I had the opportunity this morning to read the chapter on withdrawal as part of the work I am doing with a sponsee this morning, and it felt like it was something I had never read before. Sure, a couple of the phrases were familiar -- but it seems like today I was reading it for the first time with an open and sane mind.
It was very helpful for me to read that withdrawal comes to different people in different ways. I have struggled and exposed myself to a lot of self-hatred because it seems that it took me so long to "get it" in this program. Other people set their bottom lines and stuck to them, while I set them and broke them again and again. Even though I "kept coming back" to the program ... I also kept going back to my addiction. At times I thought "What's the use?"
The chapter on withdrawal says that some people come to withdrawal by exposing their addict behaviors to their friends and family (or being exposed), while others quit cold turkey. Still others -- including myself -- come to withdrawal -- in a gradual process. As the book describes it ... " Some of us approached withdrawal gradually, chipping away at obvious problem areas. Even marginal success in doing so increased our awareness of other aspects of the addictive pattern that we really hadn't known were there. This process of increasing awareness led inevitably to a final surrender of the whole addictive pattern, and thus we were launched into withdrawal, and sexual emotional sobriety ...
"... by the time we let the concept of withdrawal into our thinking, the addiction was not reliably delivering the oblivion or pleasure we sought so ardently. More and more energy had to be poured into the emotional and sexual activities just to break even, let alone "go to the moon." It was as though an inner voice was saying, as we embarked on each new sexual or romantic episode, "Wherever I'm 'going' with this new face, or body, or mind, I've already 'been there' a thousand times before!"
What? I could never have accepted this in early recovery -- that even though I wasn't completely sober right away ... I was still working toward recovery. Instead, I just kept beating myself up, searching for more ways to cause myself pain so that I could soothe that pain by acting out ... and the cycle goes.
But, the SLAA text says, "Of course, to speak of "ways" of entering withdrawal from active sex and love addiction is a bit misleading, because we are not really the conscious architects of how we get there."
Oh? You mean I was powerless over how this whole thing progressed? I'm aghast!
Again, it's not as if I haven't read these words dozens of times -- every time I would relapse and go back into my disease (a path I would never advocate if I WERE the architect of this plan) I read them again, praying for the pain and hurt and obession to just PLEASE go away. But I think I was so "drunk" during those times that I couldn't find that stillness I needed to really hear what was being said. My life is progressing exactly as it needs to.

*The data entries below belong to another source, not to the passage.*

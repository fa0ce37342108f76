//! Ambient host context.
//!
//! A development workspace host exports its organization and project names
//! as environment variables. The ARN alone never carries them.

use crate::errors::CoreError;

pub const ORGANIZATION_NAME_VAR: &str = "__DEV_ENVIRONMENT_ORGANIZATION_NAME";
pub const PROJECT_NAME_VAR: &str = "__DEV_ENVIRONMENT_PROJECT_NAME";

/// Organization and project names supplied by the host.
#[derive(Debug, Clone, Default, PartialEq, Eq)]
pub struct HostContext {
    pub organization_name: Option<String>,
    pub project_name: Option<String>,
}

impl HostContext {
    /// Read the context from the current process environment.
    #[must_use]
    pub fn from_env() -> Self {
        Self::from_lookup(|name| std::env::var(name).ok())
    }

    /// Build the context from an arbitrary variable lookup. Empty values count as absent.
    pub fn from_lookup<F>(lookup: F) -> Self
    where
        F: Fn(&str) -> Option<String>,
    {
        let read = |name: &str| lookup(name).filter(|value| !value.trim().is_empty());
        Self {
            organization_name: read(ORGANIZATION_NAME_VAR),
            project_name: read(PROJECT_NAME_VAR),
        }
    }

    /// # Errors
    ///
    /// Returns [`CoreError::MissingContext`] if the host did not export an organization.
    pub fn organization_name(&self) -> Result<&str, CoreError> {
        self.organization_name
            .as_deref()
            .ok_or(CoreError::MissingContext {
                field: "organization name",
            })
    }

    /// # Errors
    ///
    /// Returns [`CoreError::MissingContext`] if the host did not export a project.
    pub fn project_name(&self) -> Result<&str, CoreError> {
        self.project_name
            .as_deref()
            .ok_or(CoreError::MissingContext {
                field: "project name",
            })
    }
}

#[cfg(test)]
mod tests {
    use super::*;

    #[test]
    fn reads_names_from_env() {
        figment::Jail::expect_with(|jail| {
            jail.set_env(ORGANIZATION_NAME_VAR, "acme");
            jail.set_env(PROJECT_NAME_VAR, "rockets");

            let context = HostContext::from_env();
            assert_eq!(context.organization_name(), Ok("acme"));
            assert_eq!(context.project_name(), Ok("rockets"));
            Ok(())
        });
    }

    #[test]
    fn blank_values_are_missing() {
        let context = HostContext::from_lookup(|name| {
            (name == ORGANIZATION_NAME_VAR).then(|| "   ".to_string())
        });
        assert_eq!(
            context.organization_name(),
            Err(CoreError::MissingContext {
                field: "organization name"
            })
        );
        assert!(context.project_name().is_err());
    }
}
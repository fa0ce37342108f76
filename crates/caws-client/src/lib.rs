//! # caws-client
//!
//! HTTP clients for caws.
//!
//! - [`ControlPlane`]: the cloud API seam (workspaces, repositories, session
//!   verification), implemented over `reqwest` by [`CawsClient`]. Listings are
//!   lazy paginated streams.
//! - [`LocalWorkspace`]: the agent running inside a development workspace,
//!   implemented by [`LocalWorkspaceClient`].

pub mod client;
pub mod control_plane;
pub mod error;
pub mod http;
pub mod local;

pub use client::{ApiSessionVerifier, CawsClient};
pub use control_plane::ControlPlane;
pub use error::ClientError;
pub use local::{LocalStatus, LocalWorkspace, LocalWorkspaceClient};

I think the words that stood out most to me in the reading were these: "You have been hiding or postponing this pain for a long time now, yet you have never been able to lastingly outrun it. You need to go through withdrawal in order to become a whole person. You need to meet yourself."
Well, I'll be darned, if that isn't exactly what I've been trying to do ... become a whole person ... to relate to myself from a state of wholeness.
Thanks be to God for all these spiritual awakenings I've been having lately.